**WHAT THE EXERCISE ASKS**
Please reproduce exactly the lines from the start of the records through the one containing "makes dispatch idempotent", and nothing more.

**STUDY MATERIAL**

//! Background jobs: queue registry, admission, brokers and the worker pool.
//!
//! ## Design
//!
//! - Queues are a closed enum with compiled-in concurrency, timeout,
//!   priority, retry and retention policy
//! - Payloads are validated against typed schemas before anything is enqueued
//! - Brokers de-duplicate by job id, so an explicit id makes dispatch idempotent
//! - Broker errors reach the caller unchanged
//!
//! ## Components
//!
//! - `JobDispatcher`: validates and enqueues
//! - `JobBroker`: durable queue storage (in-memory or Redis)
//! - `JobWorker`: runs claimed jobs with per-queue limits and retries

pub mod broker;
pub mod dispatcher;
pub mod progress;
#[cfg(feature = "redis")]
pub mod redis_broker;
pub mod registry;
pub mod types;
pub mod worker;

pub use broker::{BrokerError, EnqueueOutcome, InMemoryJobBroker, JobBroker, QueueCounts};
pub use dispatcher::{DispatchError, DispatchReceipt, JobDispatcher};
pub use progress::BrokerProgressReporter;
#[cfg(feature = "redis")]
pub use redis_broker::RedisJobBroker;
pub use registry::{
    BrandWizardPayload, CleanupKind, CleanupPayload, CrmAction, CrmSyncPayload,
    NotificationPayload, PayloadError, Queue, QueueConfig, QueuePayload, Retention,
};
pub use types::{BackoffStrategy, DispatchOptions, Job, JobId, JobResult, JobState, RetryPolicy};
pub use worker::{JobHandler, JobWorker, JobWorkerConfig, JobWorkerHandle, WorkerStats};
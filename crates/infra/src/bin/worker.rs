//! Standalone worker for the `notifications` queue.
//!
//! Wizard and CRM jobs need an agent runtime and a CRM client, which the
//! embedding service provides; this binary only fans queued events out to
//! webhooks.

use std::sync::Arc;

use anyhow::Context;
use sqlx::postgres::PgPoolOptions;
use tracing::info;

use brandkit_infra::Settings;
use brandkit_infra::jobs::{JobWorker, JobWorkerConfig, Queue, RedisJobBroker};
use brandkit_infra::notifications::NotificationHandler;
use brandkit_infra::webhooks::{
    InMemoryWebhookStore, PostgresWebhookStore, ReqwestTransport, WebhookEngine, WebhookStore,
};

#[tokio::main]
async fn main() -> anyhow::Result<()> {
    brandkit_observability::init();

    let settings = Settings::from_env().context("invalid settings")?;

    let broker = Arc::new(
        RedisJobBroker::connect(&settings.redis_url)
            .await
            .context("failed to connect to redis")?,
    );

    let store: Arc<dyn WebhookStore> = match settings.database_url.as_deref() {
        Some(url) => {
            let pool = PgPoolOptions::new()
                .max_connections(5)
                .connect(url)
                .await
                .context("failed to connect to postgres")?;
            Arc::new(PostgresWebhookStore::new(pool))
        }
        None => Arc::new(InMemoryWebhookStore::new()),
    };

    let webhook_settings = settings.webhook_settings();
    let transport = Arc::new(
        ReqwestTransport::new(webhook_settings.timeout).context("failed to build http client")?,
    );
    let webhooks = WebhookEngine::new(store, transport, webhook_settings);

    let mut worker = JobWorker::new(broker);
    worker.register_handler(
        Queue::Notifications,
        Arc::new(NotificationHandler::new(webhooks)),
    );
    let handle = worker.spawn(JobWorkerConfig::default().with_name("notifications-worker"));
    info!(queue = Queue::Notifications.name(), "worker started");

    tokio::signal::ctrl_c()
        .await
        .context("failed to listen for shutdown signal")?;

    let stats = handle.stats();
    handle.shutdown().await;
    info!(
        processed = stats.jobs_processed,
        succeeded = stats.jobs_succeeded,
        failed = stats.jobs_failed,
        "worker stopped"
    );
    Ok(())
}
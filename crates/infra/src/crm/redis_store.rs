//! Redis token store (optional). Entries expire with the token itself.

use async_trait::async_trait;
use chrono::Utc;
use redis::AsyncCommands;
use redis::aio::MultiplexedConnection;

use super::token::{CrmToken, TokenStore, TokenStoreError};

#[derive(Clone)]
pub struct RedisTokenStore {
    conn: MultiplexedConnection,
    prefix: String,
}

impl RedisTokenStore {
    pub async fn connect(redis_url: &str) -> Result<Self, TokenStoreError> {
        let client = redis::Client::open(redis_url).map_err(map_redis_error)?;
        let conn = client
            .get_multiplexed_async_connection()
            .await
            .map_err(map_redis_error)?;
        Ok(Self {
            conn,
            prefix: "brandkit:crm-token".to_string(),
        })
    }

    fn key(&self, key: &str) -> String {
        format!("{}:{key}", self.prefix)
    }
}

#[async_trait]
impl TokenStore for RedisTokenStore {
    async fn get(&self, key: &str) -> Result<Option<CrmToken>, TokenStoreError> {
        let mut conn = self.conn.clone();
        let raw: Option<String> = conn.get(self.key(key)).await.map_err(map_redis_error)?;
        let Some(raw) = raw else {
            return Ok(None);
        };
        let token: CrmToken = serde_json::from_str(&raw)
            .map_err(|e| TokenStoreError::Serialization(e.to_string()))?;
        if token.expires_within(Utc::now(), chrono::Duration::zero()) {
            return Ok(None);
        }
        Ok(Some(token))
    }

    async fn put(&self, key: &str, token: &CrmToken) -> Result<(), TokenStoreError> {
        let ttl = (token.expires_at - Utc::now()).num_seconds();
        if ttl <= 0 {
            return Ok(());
        }
        let raw =
            serde_json::to_string(token).map_err(|e| TokenStoreError::Serialization(e.to_string()))?;
        let mut conn = self.conn.clone();
        let _: () = conn
            .set_ex(self.key(key), raw, ttl as u64)
            .await
            .map_err(map_redis_error)?;
        Ok(())
    }

    async fn invalidate(&self, key: &str) -> Result<(), TokenStoreError> {
        let mut conn = self.conn.clone();
        let _: () = conn.del(self.key(key)).await.map_err(map_redis_error)?;
        Ok(())
    }
}

fn map_redis_error(err: redis::RedisError) -> TokenStoreError {
    TokenStoreError::Storage(err.to_string())
}
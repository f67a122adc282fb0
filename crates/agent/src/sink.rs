use thiserror::Error;

/// Failure of an observer-side collaborator (progress store, live channel,
/// audit log).
///
/// Hooks log these and keep going; they are never surfaced to the agent runtime.
#[derive(Debug, Clone, Error, PartialEq, Eq)]
#[error("{sink} failed: {message}")]
pub struct SinkError {
    pub sink: &'static str,
    pub message: String,
}

impl SinkError {
    pub fn new(sink: &'static str, message: impl Into<String>) -> Self {
        Self {
            sink,
            message: message.into(),
        }
    }
}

**PROBLEM SOLUTION**
//! Background jobs: queue registry, admission, brokers and the worker pool.
//!
//! ## Design
//!
//! - Queues are a closed enum with compiled-in concurrency, timeout,
//!   priority, retry and retention policy
//! - Payloads are validated against typed schemas before anything is enqueued
//! - Brokers de-duplicate by job id, so an explicit id makes dispatch idempotent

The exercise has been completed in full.